## INFORMATION SHOWN
++++

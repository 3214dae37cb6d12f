//! Exclusive-mode commands.
//!
//! `BEG` write-acquires the storage gate for this client until `END`;
//! in between, the client's own read/write sections are no-ops while
//! every other client blocks on the gate.

use crate::command::{Command, CommandTable};
use crate::error::ServerResult;
use crate::server::Server;
use kvsd_common::protocol;
use tracing::error;

/// Register the lock commands.
pub fn register(table: &mut CommandTable) -> ServerResult<()> {
    table.register("BEG", 0, false, cmd_begin)?;
    table.register("END", 0, false, cmd_end)?;
    Ok(())
}

fn cmd_begin(server: &mut Server, cmd: &mut Command) -> bool {
    match server.gate.begin_exclusive() {
        Ok(true) => {
            cmd.response_message = protocol::LOCKED.to_string();
            true
        }
        Ok(false) => {
            cmd.response_message = protocol::ALREADY_LOCKED.to_string();
            true
        }
        Err(e) => {
            error!("BEG failed: {e}");
            false
        }
    }
}

fn cmd_end(server: &mut Server, cmd: &mut Command) -> bool {
    match server.gate.end_exclusive() {
        Ok(true) => {
            cmd.response_message = protocol::UNLOCKED.to_string();
            true
        }
        Ok(false) => {
            cmd.response_message = protocol::NOT_LOCKED.to_string();
            true
        }
        Err(e) => {
            error!("END failed: {e}");
            false
        }
    }
}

++++

## WORK REQUIRED
Isolate each line of the listing above that includes "gate". Copy it.

## ANSWER FOR THE TASK
//! `BEG` write-acquires the storage gate for this client until `END`;
//! every other client blocks on the gate.
    match server.gate.begin_exclusive() {
    match server.gate.end_exclusive() {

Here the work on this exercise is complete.